Q - Israël et les Etats-Unis, n'ont pas considéré Arafat comme interlocuteur. Est-ce que vous croyez que son absence, maintenant, va ouvrir une perspective ?
R - On fait la paix ensemble. On fait la paix avec son adversaire qu'on ne choisit pas toujours. On fera la paix par le dialogue entre Israéliens et Palestiniens. Et il y aura, dans quelques semaines, de nouveaux dirigeants à la tête de l'Autorité palestinienne ; alors, il faudra bien qu'Israéliens et Palestiniens se retrouvent ensemble.
(Source http://www.diplomatie.gouv.fr, le 15 novembre 2004)
(Entretien avec TF1, Le Caire le 12 novembre 2004) :
Q - Monsieur le Ministre, des informations ce matin sur le chauffeur syrien de nos deux otages, avez-vous des informations complémentaires ?
R - Nous avons reçu, en effet, l'indication que Mohamed al-Joundi aurait été retrouvé dans la zone de Falloujah. Au moment où je vous parle, ici au Caire, je n'ai pas la confirmation précise de cette libération mais si elle est vraie, très sincèrement, je m'en réjouis pour lui, pour toute sa famille. Et nous allons continuer notre travail pour obtenir que Christian Chesnot et Georges Malbrunot soient également libérés.
Q - C'est un signe d'espoir d'avoir retrouvé vivant le chauffeur ?

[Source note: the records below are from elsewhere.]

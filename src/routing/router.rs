//! Route lookup and dispatch.
//!
//! # Responsibilities
//! - Own the route collection and discover routes once
//! - Match a route token against routes in priority order
//! - Bind matched values to handler parameters by name and invoke the handler
//! - Generate URLs for named routes
//!
//! # Design Decisions
//! - Discovery is memoized per router; repeated runs never re-append routes
//! - Request state is passed in explicitly, never read from globals
//! - A matched route that yields no values despite declaring placeholders
//!   cannot serve the token; scanning continues with the next route
//! - One router serves one dispatch at a time; concurrent servers clone a
//!   sealed prototype per request

use std::path::{Path, PathBuf};
use std::sync::Arc;
use std::time::Instant;

use indexmap::IndexMap;

use crate::config::RoutingConfig;
use crate::http::{RequestContext, Response};
use crate::observability::metrics;
use crate::routing::collection::RouteCollection;
use crate::routing::discovery::RouteLoader;
use crate::routing::error::{RouteLookup, RoutingError, RoutingResult};
use crate::routing::events::{EventDispatcher, EventListener, RouterEvent};
use crate::routing::generator::UrlGenerator;
use crate::routing::metadata::{ManifestReader, MetadataReader, StaticMetadata};
use crate::routing::registry::ControllerRegistry;
use crate::routing::route::Route;

/// Where a router is in its lifecycle.
#[derive(Debug, Clone, Copy, PartialEq, Eq)]
pub enum RouterState {
    /// No routes loaded yet.
    Uninitialized,
    /// Routes registered, no dispatch yet.
    Ready,
    /// Inside `run`.
    Dispatching,
    /// Last dispatch returned a response.
    Done,
    /// Last dispatch failed.
    Failed,
}

/// Dispatches route tokens to controller actions.
#[derive(Clone)]
pub struct Router {
    registry: Arc<ControllerRegistry>,
    reader: Arc<dyn MetadataReader>,
    read_manifests: bool,
    autoload: Option<PathBuf>,
    routes: RouteCollection,
    events: EventDispatcher,
    generator: UrlGenerator,
    discovered: bool,
    state: RouterState,
    actual_route: Option<Route>,
}

impl Router {
    /// Create a router over `registry` with no metadata and no autoload directory.
    pub fn new(registry: Arc<ControllerRegistry>) -> Self {
        Self {
            registry,
            reader: Arc::new(StaticMetadata::new()),
            read_manifests: false,
            autoload: None,
            routes: RouteCollection::new(),
            events: EventDispatcher::new(),
            generator: UrlGenerator::new(),
            discovered: false,
            state: RouterState::Uninitialized,
            actual_route: None,
        }
    }

    /// Create a router from the `[routing]` configuration section.
    ///
    /// `root` is the configuration root the autoload directory is relative to.
    /// Autoloaded controllers read their metadata from manifests in that
    /// directory. Manifests are parsed when discovery runs, not here.
    pub fn from_config(
        config: &RoutingConfig,
        root: &Path,
        registry: Arc<ControllerRegistry>,
    ) -> RoutingResult<Self> {
        let mut router = Self::new(registry);

        if let Some(dir) = config.autoload_dir(root) {
            router.read_manifests = true;
            router.autoload = Some(dir);
        }

        for route in &config.routes {
            router.add_route(route.to_route())?;
        }

        Ok(router)
    }

    pub fn with_metadata(mut self, reader: Arc<dyn MetadataReader>) -> Self {
        self.reader = reader;
        self.read_manifests = false;
        self
    }

    /// Directory scanned for controller units on first dispatch.
    pub fn with_autoload(mut self, dir: impl Into<PathBuf>) -> Self {
        self.autoload = Some(dir.into());
        self.discovered = false;
        self
    }

    pub fn subscribe(&mut self, listener: Arc<dyn EventListener>) {
        self.events.subscribe(listener);
    }

    /// Register a route explicitly.
    pub fn add_route(&mut self, route: Route) -> RoutingResult<()> {
        self.routes.add(route)?;
        self.mark_ready();
        Ok(())
    }

    /// Register several routes; nothing is added if one is invalid.
    pub fn collect<I>(&mut self, routes: I) -> RoutingResult<()>
    where
        I: IntoIterator<Item = Route>,
    {
        self.routes.collect(routes)?;
        self.mark_ready();
        Ok(())
    }

    /// Run discovery if an autoload directory is configured and it has not run yet.
    pub fn load_routes(&mut self) -> RoutingResult<()> {
        if self.discovered {
            return Ok(());
        }
        let Some(dir) = self.autoload.clone() else {
            return Ok(());
        };

        let reader: Arc<dyn MetadataReader> = if self.read_manifests && dir.is_dir() {
            Arc::new(ManifestReader::from_dir(&dir))
        } else {
            self.reader.clone()
        };
        let loader = RouteLoader::new(reader, self.registry.clone());
        let discovered = loader.load_routes_from_controllers(&dir)?;
        self.routes.collect(discovered)?;
        self.discovered = true;
        self.mark_ready();
        Ok(())
    }

    /// Dispatch the request's route token and return the handler's response.
    pub fn run(&mut self, request: &RequestContext) -> RoutingResult<Response> {
        let started = Instant::now();
        let token = request.route_token();
        self.state = RouterState::Dispatching;

        let result = self.dispatch(&token);
        let route = self
            .actual_route
            .as_ref()
            .map(|r| r.name().to_string())
            .unwrap_or_else(|| "none".to_string());

        match &result {
            Ok(response) => {
                self.state = RouterState::Done;
                tracing::debug!(token = %token, route = %route, status = %response.status(), "Dispatched");
                metrics::record_dispatch("ok", &route, started);
            }
            Err(e) => {
                self.state = RouterState::Failed;
                tracing::warn!(token = %token, route = %route, error = %e, "Dispatch failed");
                let outcome = if e.is_not_found() { "not_found" } else { "error" };
                metrics::record_dispatch(outcome, &route, started);
            }
        }

        result
    }

    fn dispatch(&mut self, token: &str) -> RoutingResult<Response> {
        self.actual_route = None;
        self.events.trigger(&mut RouterEvent::Start { token });

        self.load_routes()?;

        let (route, values) = {
            let (route, values) = self.match_route(token)?;
            (route.clone(), values)
        };
        self.actual_route = Some(route.clone());

        self.events.trigger(&mut RouterEvent::BeforeCall {
            controller: route.controller(),
            action: route.action(),
        });

        let controller = self.registry.get(route.controller()).ok_or_else(|| {
            RoutingError::Router(format!("Controller '{}' is not registered", route.controller()))
        })?;
        let action = controller.get(route.action()).ok_or_else(|| {
            RoutingError::Router(format!(
                "Controller '{}' has no action '{}'",
                route.controller(),
                route.action()
            ))
        })?;

        let args = bind_arguments(&values, action.params(), &route)?;

        tracing::debug!(
            route = %route.name(),
            controller = %route.controller(),
            action = %route.action(),
            "Calling action"
        );
        let output = action.call(&args);

        let mut response = output.downcast::<Response>().map(|r| *r).map_err(|_| {
            RoutingError::Router(format!(
                "{}::{} did not return a response",
                route.controller(),
                route.action()
            ))
        })?;

        self.events.trigger(&mut RouterEvent::Response {
            route: route.name(),
            response: &mut response,
        });

        Ok(response)
    }

    /// First route, by priority, that matches `token`, with its extracted values.
    pub fn match_route(&self, token: &str) -> RoutingResult<(&Route, IndexMap<String, String>)> {
        for route in self.routes.by_priority() {
            if !route.is_match(token) {
                continue;
            }
            let values = route.values_by_match(token);
            if values.is_empty() && route.has_placeholders() {
                tracing::warn!(
                    route = %route.name(),
                    token = %token,
                    "Route matched but no values could be extracted, trying next route"
                );
                continue;
            }
            return Ok((route, values));
        }

        Err(RoutingError::NotFoundRoute(RouteLookup::Token(token.to_string())))
    }

    /// Registered route named `name`.
    pub fn route(&self, name: &str) -> RoutingResult<&Route> {
        self.routes
            .get(name)
            .ok_or_else(|| RoutingError::NotFoundRoute(RouteLookup::Name(name.to_string())))
    }

    /// URL for a named route, prefixed with the request's base path.
    pub fn generate_url<I, K, V>(
        &self,
        name: &str,
        parameters: I,
        request: &RequestContext,
    ) -> RoutingResult<String>
    where
        I: IntoIterator<Item = (K, V)>,
        K: Into<String>,
        V: ToString,
    {
        let path = self.generator.generate(self.route(name)?, parameters)?;
        Ok(format!("{}{}", request.base_path(), path))
    }

    /// Like `generate_url`, prefixed with scheme and host when the request has one.
    pub fn generate_absolute_url<I, K, V>(
        &self,
        name: &str,
        parameters: I,
        request: &RequestContext,
    ) -> RoutingResult<String>
    where
        I: IntoIterator<Item = (K, V)>,
        K: Into<String>,
        V: ToString,
    {
        let path = self.generator.generate(self.route(name)?, parameters)?;
        Ok(format!("{}{}", request.absolute_base(), path))
    }

    /// Route matched by the most recent `run`.
    pub fn actual_route(&self) -> Option<&Route> {
        self.actual_route.as_ref()
    }

    /// All routes in registration order.
    pub fn routes(&self) -> &RouteCollection {
        &self.routes
    }

    pub fn state(&self) -> RouterState {
        self.state
    }

    pub fn is_discovered(&self) -> bool {
        self.discovered
    }

    fn mark_ready(&mut self) {
        if self.state == RouterState::Uninitialized {
            self.state = RouterState::Ready;
        }
    }
}

impl std::fmt::Debug for Router {
    fn fmt(&self, f: &mut std::fmt::Formatter<'_>) -> std::fmt::Result {
        f.debug_struct("Router")
            .field("routes", &self.routes.len())
            .field("autoload", &self.autoload)
            .field("discovered", &self.discovered)
            .field("state", &self.state)
            .finish_non_exhaustive()
    }
}

/// Positional handler arguments, looked up by parameter name.
fn bind_arguments(
    values: &IndexMap<String, String>,
    params: &[String],
    route: &Route,
) -> RoutingResult<Vec<String>> {
    params
        .iter()
        .map(|param| {
            values
                .get(param)
                .filter(|v| !v.is_empty())
                .cloned()
                .ok_or_else(|| RoutingError::UnknownParameter {
                    parameter: param.clone(),
                    controller: route.controller().to_string(),
                    action: route.action().to_string(),
                })
        })
        .collect()
}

R - Je ne peux pas dire dans quelle condition il aurait été retrouvé, séparément ou pas de Christian Chesnot et de Georges Malbrunot et depuis combien de temps. Très franchement, si cette information est exacte, j'en suis profondément heureux et nous continuerons avec une énergie renouvelée notre travail, nos contacts pour obtenir la libération de Christian Chesnot et de Georges Malbrunot.
Q - Un mot sur la cérémonie de ce matin, les funérailles. La France a été en pointe pour faciliter, pour aider à l'organisation de ces funérailles. Votre sentiment aujourd'hui au Caire après cette cérémonie ?

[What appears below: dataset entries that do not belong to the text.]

//! Routing subsystem.
//!
//! # Data Flow
//! ```text
//! Startup:
//!     explicit routes (config / add_route)
//!     + discovery.rs (controller units + metadata.rs descriptors)
//!     → collection.rs (validated, insertion ordered)
//!
//! Dispatch (router.rs):
//!     RequestContext → route token
//!     → collection sorted by priority
//!     → route.rs / pattern.rs (first full-token match, named values)
//!     → registry.rs (controller action + declared parameter order)
//!     → handler → Response (events.rs hooks around the call)
//!
//! Generation (generator.rs):
//!     route name + parameters → substituted rule [+ ?query]
//! ```
//!
//! # Design Decisions
//! - First match wins, ordered by priority (stable on ties)
//! - Match and generate share one placeholder grammar
//! - Handler parameters are declared at registration, not introspected
//! - Typed errors propagate to the caller; nothing is retried

pub mod collection;
pub mod discovery;
pub mod error;
pub mod events;
pub mod generator;
pub mod metadata;
pub mod pattern;
pub mod registry;
pub mod route;
pub mod router;

pub use collection::RouteCollection;
pub use discovery::{RouteDescriptor, RouteLoader};
pub use error::{RouteLookup, RoutingError, RoutingResult};
pub use events::{EventDispatcher, EventListener, RouterEvent};
pub use generator::{Parameters, UrlGenerator};
pub use metadata::{ManifestReader, MetadataReader, StaticMetadata};
pub use registry::{Action, Controller, ControllerRegistry};
pub use route::Route;
pub use router::{Router, RouterState};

R - Tous les chefs d'Etat, ils étaient très nombreux, tous les ministres notamment des pays arabes, ont exprimé leur reconnaissance à la France. Et naturellement les dirigeants de l'Autorité palestinienne. Ce que nous avons fait était simplement normal, d'abord du point de vue humain. Yasser Arafat était un personnage considérable pour l'histoire, pour incarner la cause palestinienne.
C'est une page qui se tourne mais il y a d'autres pages qui sont devant nous, qu'il faut écrire maintenant. D'abord celle des élections présidentielles pour avoir de nouveaux dirigeants palestiniens et puis la page de la paix qui exige qu'Israéliens et Palestiniens rediscutent ensemble et qui exige une nouvelle mobilisation internationale, celle des Etats-Unis, celle de l'Union européenne, celle des pays arabes, celle de la Russie et nous allons travailler à cette mobilisation.